• **What is expected**: Each line in the data holding "RecordPublished" should be listed.

• **Supplied entries**:

.....

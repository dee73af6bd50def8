//! An AWS Certificate Manager implementation of the
//! [`CertificateAuthority`][super::CertificateAuthority] trait.
use crate::authority::{CertificateAuthority, CertificateHandle, ValidationChallenge};
use crate::error::Error;
use aws_sdk_acm::error::DisplayErrorContext;
#[allow(deprecated)]
use aws_sdk_acm::types::CertificateTransparencyLoggingPreference;
use aws_sdk_acm::types::{CertificateOptions, CertificateStatus, ValidationMethod};

/// Talks to ACM in a single region with a client built for the invocation.
#[derive(Debug, Clone)]
#[allow(clippy::module_name_repetitions)]
pub struct AcmAuthority {
    client: aws_sdk_acm::Client,
}

impl AcmAuthority {
    pub fn new(client: aws_sdk_acm::Client) -> Self {
        Self { client }
    }
}

#[async_trait::async_trait]
impl CertificateAuthority for AcmAuthority {
    // CT logging stays enabled while the SDK marks the preference deprecated.
    #[allow(deprecated)]
    async fn request_certificate(&self, fqdn: &str) -> Result<CertificateHandle, Error> {
        let options = CertificateOptions::builder()
            .certificate_transparency_logging_preference(
                CertificateTransparencyLoggingPreference::Enabled,
            )
            .build();
        let resp = self
            .client
            .request_certificate()
            .domain_name(fqdn)
            .validation_method(ValidationMethod::Dns)
            .options(options)
            .send()
            .await
            .map_err(|err| Error::Authority(format!("{}", DisplayErrorContext(&err))))?;
        resp.certificate_arn()
            .map(CertificateHandle::new)
            .ok_or_else(|| Error::Authority("request returned no certificate ARN".into()))
    }

    async fn describe_challenge(
        &self,
        handle: &CertificateHandle,
    ) -> Result<Option<ValidationChallenge>, Error> {
        let resp = self
            .client
            .describe_certificate()
            .certificate_arn(handle.as_str())
            .send()
            .await
            .map_err(|err| Error::Authority(format!("{}", DisplayErrorContext(&err))))?;
        let detail = resp
            .certificate()
            .ok_or_else(|| Error::Authority(format!("no details for certificate {handle}")))?;

        // Single domain certificates only ever carry one validation option.
        let record = detail
            .domain_validation_options()
            .first()
            .and_then(|dv| dv.resource_record());
        Ok(record.map(|rr| ValidationChallenge {
            name: rr.name().to_string(),
            record_type: rr.r#type().as_str().to_string(),
            value: rr.value().to_string(),
        }))
    }

    async fn issued_certificates(&self) -> Result<Vec<CertificateHandle>, Error> {
        let mut handles = vec![];
        let mut next_token: Option<String> = None;
        loop {
            let resp = self
                .client
                .list_certificates()
                .certificate_statuses(CertificateStatus::Issued)
                .set_next_token(next_token.take())
                .send()
                .await
                .map_err(|err| Error::Authority(format!("{}", DisplayErrorContext(&err))))?;
            handles.extend(
                resp.certificate_summary_list()
                    .iter()
                    .filter_map(|summary| summary.certificate_arn())
                    .map(CertificateHandle::new),
            );
            match resp.next_token() {
                Some(token) if !token.is_empty() => next_token = Some(token.to_string()),
                _ => break,
            }
        }
        Ok(handles)
    }
}
//! The resumable provisioning state machine.
//!
//! Provisioning a certificate moves through
//! `STARTING → REQUESTED → RECORD_PUBLISHED → POLLING → {ISSUED | TIMED_OUT | FAILED}`:
//!
//! * `STARTING`: resolve the target region, request the certificate for the FQDN and read
//!   its DNS validation challenge. A challenge the authority hasn't computed by the time the
//!   budget runs low is read again after a `REQUESTED` checkpoint.
//! * `REQUESTED`: publish the challenge record into the hosted zone. A missing zone fails the
//!   attempt.
//! * `RECORD_PUBLISHED`: begin polling.
//! * `POLLING`: check for issuance every [`Config::poll_interval`][crate::config::Config],
//!   for as long as the invocation has more than
//!   [`Config::safety_margin`][crate::config::Config] left after the next wait.
//!
//! Issuance can take longer than one invocation may run. When the budget runs out the
//! machine builds a [`Checkpoint`] of its phase, hands the event carrying it to a
//! [`Reinvoker`][crate::reinvoke::Reinvoker] and ends the invocation as
//! [`ProvisioningOutcome::InProgress`] without reporting anything. The next invocation resumes
//! from the checkpoint: the certificate is never requested twice and the challenge record is
//! published only once.
//!
//! Each checkpoint carries the number of the invocation that will consume it, starting from 1
//! for the invocation with no checkpoint. An invocation whose attempt number exceeds
//! [`Config::max_attempts`][crate::config::Config] fails as timed out before touching any
//! external service.
//!
//! Every terminal outcome, including any error raised on the way and the invocation running
//! into its own deadline, is reported to the orchestrator before [`Provisioner::handle`]
//! returns.

use crate::authority::{CertificateHandle, CertificateRequester, IssuanceMonitor};
use crate::config::Shared;
use crate::error::Error;
use crate::event::{CustomResourceEvent, ProvisioningRequest, RequestType};
use crate::reinvoke::DynReinvoker;
use crate::report::ResultReporter;
use crate::services::DynServiceFactory;
use crate::zone::ValidationRecordPublisher;
use tokio::time::Instant;

mod budget;
mod checkpoint;

pub use budget::InvocationBudget;
pub use checkpoint::{Checkpoint, CheckpointPhase, ProvisioningOutcome};
use checkpoint::Phase;

/// Reason reported when the invocation deadline interrupts provisioning.
pub const DEADLINE_REASON: &str = "invocation deadline reached before provisioning finished";

pub struct Provisioner {
    config: Shared,
    services: DynServiceFactory,
    reinvoker: DynReinvoker,
    reporter: ResultReporter,
}

impl Provisioner {
    pub fn new(
        config: Shared,
        services: DynServiceFactory,
        reinvoker: DynReinvoker,
        reporter: ResultReporter,
    ) -> Self {
        Self {
            config,
            services,
            reinvoker,
            reporter,
        }
    }

    /// Run one invocation for `event` and report its outcome if it is terminal.
    pub async fn handle(
        &self,
        event: &CustomResourceEvent,
        budget: &InvocationBudget,
    ) -> ProvisioningOutcome {
        let outcome = match event.request_type {
            RequestType::Create => self.guarded_create(event, budget).await,
            RequestType::Update | RequestType::Delete => {
                tracing::info!(
                    "acknowledging {:?} of {} without changes",
                    event.request_type,
                    event.logical_resource_id
                );
                ProvisioningOutcome::Acknowledged
            }
        };
        self.reporter.report(event, &outcome).await;
        outcome
    }

    async fn guarded_create(
        &self,
        event: &CustomResourceEvent,
        budget: &InvocationBudget,
    ) -> ProvisioningOutcome {
        let guard = budget
            .deadline()
            .checked_sub(self.config.report_reserve)
            .unwrap_or_else(Instant::now);
        match tokio::time::timeout_at(guard, self.create(event, budget)).await {
            Ok(Ok(outcome)) => outcome,
            Ok(Err(err)) => {
                tracing::error!(
                    "provisioning {} ({}) failed: {err}",
                    event.logical_resource_id,
                    event.request_id
                );
                ProvisioningOutcome::Failed {
                    reason: err.to_string(),
                }
            }
            Err(_) => {
                tracing::error!(
                    "provisioning {} ({}) interrupted by the invocation deadline",
                    event.logical_resource_id,
                    event.request_id
                );
                ProvisioningOutcome::Failed {
                    reason: DEADLINE_REASON.to_string(),
                }
            }
        }
    }

    async fn create(
        &self,
        event: &CustomResourceEvent,
        budget: &InvocationBudget,
    ) -> Result<ProvisioningOutcome, Error> {
        let attempt = event.checkpoint.as_ref().map_or(1, |c| c.attempt);
        if attempt > self.config.max_attempts {
            return Err(Error::BudgetExceeded {
                attempt,
                max: self.config.max_attempts,
            });
        }

        let request = ProvisioningRequest::resolve(
            &event.resource_properties,
            self.config.default_region.as_deref(),
        )?;
        let mut phase = event.checkpoint.as_ref().map_or(Phase::Starting, Phase::resume);
        tracing::info!(
            "attempt {attempt}/{} for \"{}\" in {} from {phase:?}",
            self.config.max_attempts,
            request.fqdn(),
            request.region
        );

        let services = self.services.connect(&request.region);
        let requester = CertificateRequester::new(services.authority.clone(), self.config.clone());
        let publisher = ValidationRecordPublisher::new(services.zones.clone(), self.config.clone());
        let monitor = IssuanceMonitor::new(services.authority.clone());

        loop {
            phase = match phase {
                Phase::Starting => {
                    let handle = requester.request(&request.fqdn()).await?;
                    match requester.fetch_challenge(&handle, budget).await? {
                        Some(challenge) => Phase::Requested {
                            handle,
                            challenge: Some(challenge),
                        },
                        None => return self.defer_challenge(event, handle, attempt).await,
                    }
                }
                Phase::Requested {
                    handle,
                    challenge: Some(challenge),
                } => {
                    publisher.publish(&request.zone_name, &challenge).await?;
                    Phase::RecordPublished { handle }
                }
                Phase::Requested {
                    handle,
                    challenge: None,
                } => match requester.fetch_challenge(&handle, budget).await? {
                    Some(challenge) => Phase::Requested {
                        handle,
                        challenge: Some(challenge),
                    },
                    None => return self.defer_challenge(event, handle, attempt).await,
                },
                Phase::RecordPublished { handle } => Phase::Polling { handle },
                Phase::Polling { handle } => {
                    return self.poll(event, budget, &monitor, handle, attempt).await;
                }
            };
            if budget.exhausted() {
                if let Some(checkpoint) = phase.checkpoint(attempt.saturating_add(1)) {
                    return self.suspend(event, checkpoint).await;
                }
            }
        }
    }

    async fn poll(
        &self,
        event: &CustomResourceEvent,
        budget: &InvocationBudget,
        monitor: &IssuanceMonitor,
        handle: CertificateHandle,
        attempt: u32,
    ) -> Result<ProvisioningOutcome, Error> {
        let mut checks = 0;
        loop {
            checks += 1;
            if monitor.is_issued(&handle).await? {
                tracing::info!("certificate {handle} issued (attempt {attempt}, check {checks})");
                return Ok(ProvisioningOutcome::Success {
                    certificate_handle: handle,
                });
            }
            if !budget.allows_wait(self.config.poll_interval) {
                let checkpoint = Checkpoint {
                    certificate_handle: handle,
                    attempt: attempt.saturating_add(1),
                    phase: CheckpointPhase::Polling,
                };
                return self.suspend(event, checkpoint).await;
            }
            tokio::time::sleep(self.config.poll_interval).await;
        }
    }

    /// Suspend in `REQUESTED` because the challenge wasn't ready within this invocation.
    async fn defer_challenge(
        &self,
        event: &CustomResourceEvent,
        handle: CertificateHandle,
        attempt: u32,
    ) -> Result<ProvisioningOutcome, Error> {
        let checkpoint = Checkpoint {
            certificate_handle: handle,
            attempt: attempt.saturating_add(1),
            phase: CheckpointPhase::Requested,
        };
        self.suspend(event, checkpoint).await
    }

    async fn suspend(
        &self,
        event: &CustomResourceEvent,
        checkpoint: Checkpoint,
    ) -> Result<ProvisioningOutcome, Error> {
        tracing::info!(
            "suspending {} in {:?}, resuming as attempt {}",
            checkpoint.certificate_handle,
            checkpoint.phase,
            checkpoint.attempt
        );
        self.reinvoker
            .reinvoke(&event.resume_with(checkpoint.clone()))
            .await?;
        Ok(ProvisioningOutcome::InProgress { checkpoint })
    }
}
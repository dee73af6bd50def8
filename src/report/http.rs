//! An HTTPS implementation of the [`CallbackTransport`][super::CallbackTransport] trait.
use crate::error::Error;
use crate::report::{CallbackResponse, CallbackTransport};
use reqwest::header::{CONTENT_LENGTH, CONTENT_TYPE};
use std::time::Duration;

/// `PUT`s callbacks with [`reqwest`]. Pre-signed response URLs are signed without a content
/// type, so the request carries an empty `Content-Type` header.
#[derive(Debug, Clone)]
pub struct HttpCallback {
    client: reqwest::Client,
}

impl HttpCallback {
    /// # Errors
    ///
    /// Returns [`Error::Callback`] if the HTTP client can't be initialised.
    pub fn new(timeout: Duration) -> Result<Self, Error> {
        let client = reqwest::Client::builder().timeout(timeout).build()?;
        Ok(Self { client })
    }
}

#[async_trait::async_trait]
impl CallbackTransport for HttpCallback {
    async fn deliver(&self, response_url: &str, response: &CallbackResponse) -> Result<(), Error> {
        let body = serde_json::to_vec(response)?;
        let resp = self
            .client
            .put(response_url)
            .header(CONTENT_TYPE, "")
            .header(CONTENT_LENGTH, body.len())
            .body(body)
            .send()
            .await?;
        let status = resp.status();
        if !status.is_success() {
            return Err(Error::CallbackStatus(status.as_u16()));
        }
        Ok(())
    }
}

.....

• **Written solution**:
                    Phase::RecordPublished { handle }
                Phase::RecordPublished { handle } => Phase::Polling { handle },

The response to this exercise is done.